MATERIAL SUPPLIED START

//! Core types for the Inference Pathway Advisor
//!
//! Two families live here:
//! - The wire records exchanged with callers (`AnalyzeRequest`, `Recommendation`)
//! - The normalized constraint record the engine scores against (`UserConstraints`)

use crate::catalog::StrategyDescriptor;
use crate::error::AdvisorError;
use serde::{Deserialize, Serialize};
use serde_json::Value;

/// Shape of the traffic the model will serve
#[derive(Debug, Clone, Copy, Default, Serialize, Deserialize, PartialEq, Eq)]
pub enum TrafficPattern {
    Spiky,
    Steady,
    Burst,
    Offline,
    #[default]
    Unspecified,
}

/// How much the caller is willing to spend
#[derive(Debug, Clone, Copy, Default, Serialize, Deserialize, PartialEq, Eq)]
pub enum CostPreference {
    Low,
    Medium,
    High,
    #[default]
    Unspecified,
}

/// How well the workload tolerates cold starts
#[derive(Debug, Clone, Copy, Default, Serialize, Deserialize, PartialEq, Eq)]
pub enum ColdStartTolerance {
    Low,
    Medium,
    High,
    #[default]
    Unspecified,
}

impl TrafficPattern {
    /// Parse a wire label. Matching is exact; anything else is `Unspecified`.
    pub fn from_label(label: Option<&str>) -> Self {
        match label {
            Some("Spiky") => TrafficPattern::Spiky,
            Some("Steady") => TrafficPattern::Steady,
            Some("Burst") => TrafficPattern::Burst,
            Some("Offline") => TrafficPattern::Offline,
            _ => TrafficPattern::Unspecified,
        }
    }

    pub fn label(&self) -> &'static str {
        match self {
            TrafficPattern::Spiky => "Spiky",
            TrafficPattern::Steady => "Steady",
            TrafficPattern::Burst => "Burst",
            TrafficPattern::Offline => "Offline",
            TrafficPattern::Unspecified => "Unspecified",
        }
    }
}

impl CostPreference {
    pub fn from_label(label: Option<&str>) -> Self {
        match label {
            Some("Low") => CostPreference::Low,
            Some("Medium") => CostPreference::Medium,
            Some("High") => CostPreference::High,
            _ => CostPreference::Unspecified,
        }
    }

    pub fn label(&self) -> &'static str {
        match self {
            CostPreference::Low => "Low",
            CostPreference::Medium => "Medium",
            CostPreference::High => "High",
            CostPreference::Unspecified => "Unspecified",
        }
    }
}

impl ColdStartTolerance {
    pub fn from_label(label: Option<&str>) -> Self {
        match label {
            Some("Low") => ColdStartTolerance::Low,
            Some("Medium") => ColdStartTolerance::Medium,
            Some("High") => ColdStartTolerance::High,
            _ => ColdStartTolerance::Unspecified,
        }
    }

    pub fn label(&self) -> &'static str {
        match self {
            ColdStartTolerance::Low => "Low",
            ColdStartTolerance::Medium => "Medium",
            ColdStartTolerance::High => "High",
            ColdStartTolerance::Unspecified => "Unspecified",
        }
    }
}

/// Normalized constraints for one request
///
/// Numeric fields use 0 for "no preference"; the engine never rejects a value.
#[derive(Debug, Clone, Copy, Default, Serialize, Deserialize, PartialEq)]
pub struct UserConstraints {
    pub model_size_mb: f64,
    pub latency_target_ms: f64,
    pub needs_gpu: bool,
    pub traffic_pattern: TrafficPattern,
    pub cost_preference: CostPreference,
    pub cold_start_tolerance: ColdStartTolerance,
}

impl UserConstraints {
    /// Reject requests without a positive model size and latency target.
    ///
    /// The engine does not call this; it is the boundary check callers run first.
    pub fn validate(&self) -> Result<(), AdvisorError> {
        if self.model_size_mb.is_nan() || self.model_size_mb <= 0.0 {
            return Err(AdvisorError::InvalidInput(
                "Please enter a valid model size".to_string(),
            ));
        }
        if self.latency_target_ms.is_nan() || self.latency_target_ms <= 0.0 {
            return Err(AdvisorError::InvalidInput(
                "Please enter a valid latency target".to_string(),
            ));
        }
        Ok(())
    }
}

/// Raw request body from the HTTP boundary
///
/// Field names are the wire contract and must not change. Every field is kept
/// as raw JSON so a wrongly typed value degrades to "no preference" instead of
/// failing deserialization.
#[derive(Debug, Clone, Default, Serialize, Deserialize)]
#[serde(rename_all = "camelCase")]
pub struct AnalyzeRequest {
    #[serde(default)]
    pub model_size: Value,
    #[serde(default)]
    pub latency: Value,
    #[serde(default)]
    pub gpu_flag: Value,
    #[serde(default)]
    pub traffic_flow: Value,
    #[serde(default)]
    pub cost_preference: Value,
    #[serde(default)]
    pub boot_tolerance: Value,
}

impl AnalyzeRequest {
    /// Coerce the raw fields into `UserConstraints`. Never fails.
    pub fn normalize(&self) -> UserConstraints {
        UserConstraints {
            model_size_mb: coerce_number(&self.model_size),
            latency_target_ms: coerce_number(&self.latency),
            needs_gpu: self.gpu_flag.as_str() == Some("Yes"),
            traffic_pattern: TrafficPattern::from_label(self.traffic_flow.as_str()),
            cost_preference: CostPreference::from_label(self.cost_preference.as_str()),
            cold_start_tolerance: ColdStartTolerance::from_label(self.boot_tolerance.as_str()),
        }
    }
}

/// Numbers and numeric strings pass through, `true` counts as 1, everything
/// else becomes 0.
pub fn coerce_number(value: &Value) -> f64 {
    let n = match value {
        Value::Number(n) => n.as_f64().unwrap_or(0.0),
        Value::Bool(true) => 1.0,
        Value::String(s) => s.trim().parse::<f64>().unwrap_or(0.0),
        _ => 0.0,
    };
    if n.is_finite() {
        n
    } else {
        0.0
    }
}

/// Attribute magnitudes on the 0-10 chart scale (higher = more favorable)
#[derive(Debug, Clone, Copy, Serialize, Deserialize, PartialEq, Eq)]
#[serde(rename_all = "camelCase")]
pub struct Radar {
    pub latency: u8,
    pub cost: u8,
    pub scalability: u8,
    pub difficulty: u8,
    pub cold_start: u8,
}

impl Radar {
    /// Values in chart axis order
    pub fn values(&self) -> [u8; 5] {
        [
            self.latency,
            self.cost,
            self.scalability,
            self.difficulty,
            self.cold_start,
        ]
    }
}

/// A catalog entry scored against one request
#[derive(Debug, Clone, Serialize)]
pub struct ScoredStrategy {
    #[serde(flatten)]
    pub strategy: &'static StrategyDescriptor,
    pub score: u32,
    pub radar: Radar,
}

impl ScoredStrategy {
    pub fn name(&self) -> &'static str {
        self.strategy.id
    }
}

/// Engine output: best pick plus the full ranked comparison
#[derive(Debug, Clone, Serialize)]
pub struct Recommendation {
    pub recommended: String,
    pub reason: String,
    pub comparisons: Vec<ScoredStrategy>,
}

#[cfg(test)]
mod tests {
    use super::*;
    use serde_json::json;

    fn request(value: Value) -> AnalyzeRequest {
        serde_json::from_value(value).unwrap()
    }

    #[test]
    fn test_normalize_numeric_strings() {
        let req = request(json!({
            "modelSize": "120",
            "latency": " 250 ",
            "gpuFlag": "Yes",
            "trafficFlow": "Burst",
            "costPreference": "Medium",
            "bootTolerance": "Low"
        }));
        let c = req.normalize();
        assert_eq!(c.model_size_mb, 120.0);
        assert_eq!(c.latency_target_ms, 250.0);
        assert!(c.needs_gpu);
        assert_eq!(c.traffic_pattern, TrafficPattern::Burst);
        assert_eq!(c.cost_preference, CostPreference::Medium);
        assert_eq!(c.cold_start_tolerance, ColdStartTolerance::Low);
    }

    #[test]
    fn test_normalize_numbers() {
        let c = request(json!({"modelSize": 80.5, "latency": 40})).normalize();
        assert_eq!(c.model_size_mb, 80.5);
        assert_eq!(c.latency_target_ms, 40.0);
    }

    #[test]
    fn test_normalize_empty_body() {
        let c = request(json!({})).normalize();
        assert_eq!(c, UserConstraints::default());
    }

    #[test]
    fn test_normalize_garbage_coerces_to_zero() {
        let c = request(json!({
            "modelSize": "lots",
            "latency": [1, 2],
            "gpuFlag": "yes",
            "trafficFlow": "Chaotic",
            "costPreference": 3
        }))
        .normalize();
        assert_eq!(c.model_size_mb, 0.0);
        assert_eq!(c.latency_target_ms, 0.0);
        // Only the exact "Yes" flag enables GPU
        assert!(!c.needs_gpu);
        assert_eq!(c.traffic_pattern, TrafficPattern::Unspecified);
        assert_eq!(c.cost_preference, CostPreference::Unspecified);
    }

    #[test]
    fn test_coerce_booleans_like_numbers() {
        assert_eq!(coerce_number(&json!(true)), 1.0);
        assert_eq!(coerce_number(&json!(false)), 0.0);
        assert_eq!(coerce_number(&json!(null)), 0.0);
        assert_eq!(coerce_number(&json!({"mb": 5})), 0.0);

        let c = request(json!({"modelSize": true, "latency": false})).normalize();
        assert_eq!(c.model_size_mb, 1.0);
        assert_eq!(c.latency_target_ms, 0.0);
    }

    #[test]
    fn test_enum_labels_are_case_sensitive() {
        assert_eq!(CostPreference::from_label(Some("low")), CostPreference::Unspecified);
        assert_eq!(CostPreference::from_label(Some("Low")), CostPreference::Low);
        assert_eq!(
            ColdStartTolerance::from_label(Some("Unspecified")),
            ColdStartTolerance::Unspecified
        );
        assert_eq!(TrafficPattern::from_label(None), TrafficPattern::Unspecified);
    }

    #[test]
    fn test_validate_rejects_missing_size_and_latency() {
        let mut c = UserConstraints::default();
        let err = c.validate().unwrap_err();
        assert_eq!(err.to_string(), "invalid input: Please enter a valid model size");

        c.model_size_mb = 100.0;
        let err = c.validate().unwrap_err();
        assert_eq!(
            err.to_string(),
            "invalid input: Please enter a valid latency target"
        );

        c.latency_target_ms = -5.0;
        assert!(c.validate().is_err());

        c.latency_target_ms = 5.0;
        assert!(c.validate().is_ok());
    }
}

MATERIAL SUPPLIED END
MATERIAL SUPPLIED START

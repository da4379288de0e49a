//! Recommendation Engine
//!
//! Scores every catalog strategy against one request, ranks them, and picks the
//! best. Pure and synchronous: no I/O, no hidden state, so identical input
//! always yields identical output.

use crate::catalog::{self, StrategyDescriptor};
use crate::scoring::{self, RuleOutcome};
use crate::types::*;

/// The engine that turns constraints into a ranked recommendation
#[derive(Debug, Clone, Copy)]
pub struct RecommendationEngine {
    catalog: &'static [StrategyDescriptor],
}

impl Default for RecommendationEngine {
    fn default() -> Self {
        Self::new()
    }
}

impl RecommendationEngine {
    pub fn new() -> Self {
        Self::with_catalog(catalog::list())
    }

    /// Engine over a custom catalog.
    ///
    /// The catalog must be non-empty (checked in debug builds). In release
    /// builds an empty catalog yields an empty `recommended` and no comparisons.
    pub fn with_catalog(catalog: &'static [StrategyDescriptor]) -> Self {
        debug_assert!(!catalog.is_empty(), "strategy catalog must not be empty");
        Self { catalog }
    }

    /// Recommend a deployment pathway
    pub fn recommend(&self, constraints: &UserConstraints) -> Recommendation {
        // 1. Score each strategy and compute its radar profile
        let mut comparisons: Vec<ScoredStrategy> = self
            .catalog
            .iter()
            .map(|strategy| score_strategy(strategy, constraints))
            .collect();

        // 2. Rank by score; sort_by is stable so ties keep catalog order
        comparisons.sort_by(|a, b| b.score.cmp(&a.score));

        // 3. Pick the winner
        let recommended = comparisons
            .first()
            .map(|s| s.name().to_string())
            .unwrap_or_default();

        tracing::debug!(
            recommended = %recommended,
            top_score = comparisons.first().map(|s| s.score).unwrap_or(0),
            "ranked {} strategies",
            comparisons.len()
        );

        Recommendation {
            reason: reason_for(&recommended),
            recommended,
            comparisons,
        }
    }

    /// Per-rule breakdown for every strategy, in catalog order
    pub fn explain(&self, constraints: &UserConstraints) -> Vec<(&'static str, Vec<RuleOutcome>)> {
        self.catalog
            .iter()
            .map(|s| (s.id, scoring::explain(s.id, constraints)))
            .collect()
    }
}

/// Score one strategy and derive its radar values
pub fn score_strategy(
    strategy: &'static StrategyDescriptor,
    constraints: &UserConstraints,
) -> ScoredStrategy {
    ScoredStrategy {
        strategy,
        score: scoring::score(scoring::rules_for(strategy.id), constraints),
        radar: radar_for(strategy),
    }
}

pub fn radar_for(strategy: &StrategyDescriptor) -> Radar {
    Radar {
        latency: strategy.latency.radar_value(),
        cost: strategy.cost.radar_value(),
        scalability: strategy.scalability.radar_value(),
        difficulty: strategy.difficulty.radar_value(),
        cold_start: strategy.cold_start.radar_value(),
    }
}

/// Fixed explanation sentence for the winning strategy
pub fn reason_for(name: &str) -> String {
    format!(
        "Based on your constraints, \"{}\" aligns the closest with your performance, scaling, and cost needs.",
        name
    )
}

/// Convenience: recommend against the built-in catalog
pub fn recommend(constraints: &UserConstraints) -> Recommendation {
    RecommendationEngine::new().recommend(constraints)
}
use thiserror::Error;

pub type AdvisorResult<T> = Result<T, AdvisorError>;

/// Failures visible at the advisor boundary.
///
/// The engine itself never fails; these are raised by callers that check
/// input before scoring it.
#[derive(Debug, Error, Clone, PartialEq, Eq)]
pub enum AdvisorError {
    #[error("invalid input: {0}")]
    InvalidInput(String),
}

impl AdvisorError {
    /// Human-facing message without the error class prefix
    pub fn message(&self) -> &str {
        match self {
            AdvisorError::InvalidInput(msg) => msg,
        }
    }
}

MATERIAL SUPPLIED END

YOUR GOAL. Copy each line of the listing that contains the string "true".

RESPONSE TO THIS TASK.
/// Numbers and numeric strings pass through, `true` counts as 1, everything
        Value::Bool(true) => 1.0,
        assert_eq!(coerce_number(&json!(true)), 1.0);
        let c = request(json!({"modelSize": true, "latency": false})).normalize();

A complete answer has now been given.